FIG. 4 is a flowchart illustrating an example of a person specifying method according to the first embodiment. First, the information processing apparatus 100 receives a power-on operation input (step S1), and the use of the information processing apparatus 100 is started.
Next, the specifying unit 7 selects a person dictionary to be used for specifying a person (user selection) (step S2). For example, the following methods (i) to (iii) are used for the user selection.

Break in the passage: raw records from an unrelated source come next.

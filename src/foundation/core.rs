pub use kurbo::{Affine, BezPath, Point, Rect, Size, Vec2};

/// Playback position on the animation timeline.
///
/// Frames are fractional. Equality is exact so that repeated calls for the same frame value are
/// recognized as the same frame by change detection.
#[derive(Clone, Copy, Debug, PartialEq, PartialOrd, serde::Serialize, serde::Deserialize)]
pub struct Frame(pub f64);

impl Frame {
    /// Frame zero.
    pub const ZERO: Self = Self(0.0);

    /// Raw timeline value.
    pub fn as_f64(self) -> f64 {
        self.0
    }
}

impl From<f64> for Frame {
    fn from(v: f64) -> Self {
        Self(v)
    }
}

/// Output canvas dimensions in pixels.
#[derive(Clone, Copy, Debug, PartialEq, Eq, serde::Serialize, serde::Deserialize)]
pub struct Canvas {
    /// Width in pixels.
    pub width: u32,
    /// Height in pixels.
    pub height: u32,
}

/// Straight-alpha color with channels in `[0, 1]`.
#[derive(Clone, Copy, Debug, PartialEq, serde::Serialize, serde::Deserialize)]
pub struct Color {
    /// Red channel.
    pub r: f64,
    /// Green channel.
    pub g: f64,
    /// Blue channel.
    pub b: f64,
    /// Alpha channel.
    #[serde(default = "one")]
    pub a: f64,
}

fn one() -> f64 {
    1.0
}

impl Color {
    /// Opaque black.
    pub const BLACK: Self = Self::rgb(0.0, 0.0, 0.0);
    /// Opaque white.
    pub const WHITE: Self = Self::rgb(1.0, 1.0, 1.0);

    /// Build a color from straight-alpha channels.
    pub const fn rgba(r: f64, g: f64, b: f64, a: f64) -> Self {
        Self { r, g, b, a }
    }

    /// Build an opaque color.
    pub const fn rgb(r: f64, g: f64, b: f64) -> Self {
        Self { r, g, b, a: 1.0 }
    }

    /// Quantize to straight RGBA8.
    pub fn to_rgba8(self) -> [u8; 4] {
        fn to_u8(x: f64) -> u8 {
            (x.clamp(0.0, 1.0) * 255.0).round() as u8
        }
        [to_u8(self.r), to_u8(self.g), to_u8(self.b), to_u8(self.a)]
    }
}

/// 4x4 layer transform in row-vector convention (`p' = p * M`, translation in the fourth row).
///
/// Path space is two dimensional: [`Transform3D::to_affine`] keeps the 2x2 linear part and the
/// x/y translation and drops every z and perspective component.
#[derive(Clone, Copy, Debug, PartialEq, serde::Serialize, serde::Deserialize)]
pub struct Transform3D {
    /// Row-major matrix entries, `m[row][col]`.
    pub m: [[f64; 4]; 4],
}

impl Default for Transform3D {
    fn default() -> Self {
        Self::IDENTITY
    }
}

impl Transform3D {
    /// Identity transform.
    pub const IDENTITY: Self = Self {
        m: [
            [1.0, 0.0, 0.0, 0.0],
            [0.0, 1.0, 0.0, 0.0],
            [0.0, 0.0, 1.0, 0.0],
            [0.0, 0.0, 0.0, 1.0],
        ],
    };

    /// Translation by `(tx, ty, tz)`.
    pub fn translate(tx: f64, ty: f64, tz: f64) -> Self {
        let mut out = Self::IDENTITY;
        out.m[3][0] = tx;
        out.m[3][1] = ty;
        out.m[3][2] = tz;
        out
    }

    /// Embed a 2D affine transform.
    pub fn from_affine(affine: Affine) -> Self {
        let [a, b, c, d, e, f] = affine.as_coeffs();
        let mut out = Self::IDENTITY;
        out.m[0][0] = a;
        out.m[0][1] = b;
        out.m[1][0] = c;
        out.m[1][1] = d;
        out.m[3][0] = e;
        out.m[3][1] = f;
        out
    }

    /// 2D affine projection used in path space.
    pub fn to_affine(&self) -> Affine {
        let m = &self.m;
        Affine::new([m[0][0], m[0][1], m[1][0], m[1][1], m[3][0], m[3][1]])
    }

    /// Apply `self` first, then `other`.
    pub fn then(&self, other: &Self) -> Self {
        let mut out = [[0.0; 4]; 4];
        for (row, out_row) in out.iter_mut().enumerate() {
            for (col, cell) in out_row.iter_mut().enumerate() {
                *cell = (0..4).map(|k| self.m[row][k] * other.m[k][col]).sum();
            }
        }
        Self { m: out }
    }

    /// `true` for the exact identity matrix.
    pub fn is_identity(&self) -> bool {
        *self == Self::IDENTITY
    }
}

#[cfg(test)]
#[path = "../../tests/unit/foundation/core.rs"]
mod tests;
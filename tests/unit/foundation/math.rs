use super::*;

#[test]
fn remap_maps_into_unit_range() {
    assert_eq!(remap(50.0, 0.0, 100.0, 0.0, 1.0), 0.5);
    assert_eq!(remap(0.0, 0.0, 100.0, 0.0, 1.0), 0.0);
}

#[test]
fn remap_with_empty_source_range_is_zero() {
    assert_eq!(remap(12.0, 0.0, 0.0, 0.0, 1.0), 0.0);
}

#[test]
fn lerp_endpoints() {
    assert_eq!(lerp(2.0, 4.0, 0.0), 2.0);
    assert_eq!(lerp(2.0, 4.0, 1.0), 4.0);
    assert_eq!(lerp(2.0, 4.0, 0.25), 2.5);
}
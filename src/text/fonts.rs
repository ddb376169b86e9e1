//! Font list lookup and weight mapping for text layers.
//!
//! The font list is injected into each text layer; there is no process-wide font cache.

/// Font weight on a 100-900 scale, matching CSS font-weight values.
#[derive(Debug, Clone, Copy, PartialEq, Eq, Hash, serde::Serialize, serde::Deserialize)]
pub struct FontWeight(pub u16);

impl Default for FontWeight {
    fn default() -> Self {
        Self::REGULAR
    }
}

impl FontWeight {
    /// Thin weight (100).
    pub const THIN: Self = Self(100);
    /// Ultra-light weight (200).
    pub const ULTRA_LIGHT: Self = Self(200);
    /// Light weight (300).
    pub const LIGHT: Self = Self(300);
    /// Regular weight (400).
    pub const REGULAR: Self = Self(400);
    /// Medium weight (500).
    pub const MEDIUM: Self = Self(500);

    /// Weight for one of the recognized style names.
    pub fn from_style_name(style: &str) -> Option<Self> {
        match style {
            "UltraLight" => Some(Self::ULTRA_LIGHT),
            "Thin" => Some(Self::THIN),
            "Light" => Some(Self::LIGHT),
            "Regular" => Some(Self::REGULAR),
            "Medium" => Some(Self::MEDIUM),
            _ => None,
        }
    }

    pub(crate) fn to_parley(self) -> parley::style::FontWeight {
        parley::style::FontWeight::new(f32::from(self.0))
    }
}

/// One entry of the font list supplied with an animation.
#[derive(Clone, Debug, PartialEq, Eq, serde::Serialize, serde::Deserialize)]
pub struct FontDescriptor {
    /// Family name text documents refer to.
    pub family: String,
    /// Style name (`Regular`, `Light`, ...).
    pub style: String,
}

impl FontDescriptor {
    /// Descriptor for `family` in `style`.
    pub fn new(family: impl Into<String>, style: impl Into<String>) -> Self {
        Self {
            family: family.into(),
            style: style.into(),
        }
    }
}

/// Ordered, read-only font list.
#[derive(Clone, Debug, Default, PartialEq, Eq, serde::Serialize, serde::Deserialize)]
pub struct FontList {
    fonts: Vec<FontDescriptor>,
}

impl FontList {
    /// List holding `fonts` in order.
    pub fn new(fonts: Vec<FontDescriptor>) -> Self {
        Self { fonts }
    }

    /// Entries in order.
    pub fn fonts(&self) -> &[FontDescriptor] {
        &self.fonts
    }

    /// Resolve `family` at `size`.
    ///
    /// Every entry of `family` with a recognized style is considered and the last one wins, the
    /// way the list is declared. Without a match the result is a generic regular font built from
    /// the family name.
    pub fn resolve(&self, family: &str, size: f64) -> ResolvedFont {
        let weight = self
            .fonts
            .iter()
            .filter(|f| f.family == family)
            .filter_map(|f| FontWeight::from_style_name(&f.style))
            .last();
        match weight {
            Some(weight) => ResolvedFont {
                family: family.to_string(),
                size,
                weight,
                generic: false,
            },
            None => ResolvedFont::generic(family, size),
        }
    }
}

/// Font chosen for a text layer at a given frame.
#[derive(Clone, Debug, PartialEq, serde::Serialize, serde::Deserialize)]
pub struct ResolvedFont {
    /// Family name.
    pub family: String,
    /// Size in points.
    pub size: f64,
    /// Weight.
    pub weight: FontWeight,
    /// Built from (family, size) only, without a font list match.
    pub generic: bool,
}

impl ResolvedFont {
    /// Generic regular font for `family` at `size`.
    pub fn generic(family: &str, size: f64) -> Self {
        Self {
            family: family.to_string(),
            size,
            weight: FontWeight::REGULAR,
            generic: true,
        }
    }
}

/// Resolve through an optional font list.
pub fn resolve_font(fonts: Option<&FontList>, family: &str, size: f64) -> ResolvedFont {
    match fonts {
        Some(list) => list.resolve(family, size),
        None => ResolvedFont::generic(family, size),
    }
}

#[cfg(test)]
#[path = "../../tests/unit/text/fonts.rs"]
mod tests;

Next, the environment information acquisition unit 11 acquires a part of the environment information (step S3). Next, the determination unit 22 determines an environment change score indicating the magnitude of a difference (the magnitude of the environment change) between the environment information associated with the person dictionary selected in step S2 (the environment information at the time of registering the person dictionary) and the environment information acquired in step S3 (step S4). The presence or absence of the difference is determined as, for example, no difference (the environment change score is less than a threshold) when the same microphone is used, and no difference (the environment change score is less than the threshold) when the same noise type is used. Note that details of the environment change score will be described in the first modification of the first embodiment.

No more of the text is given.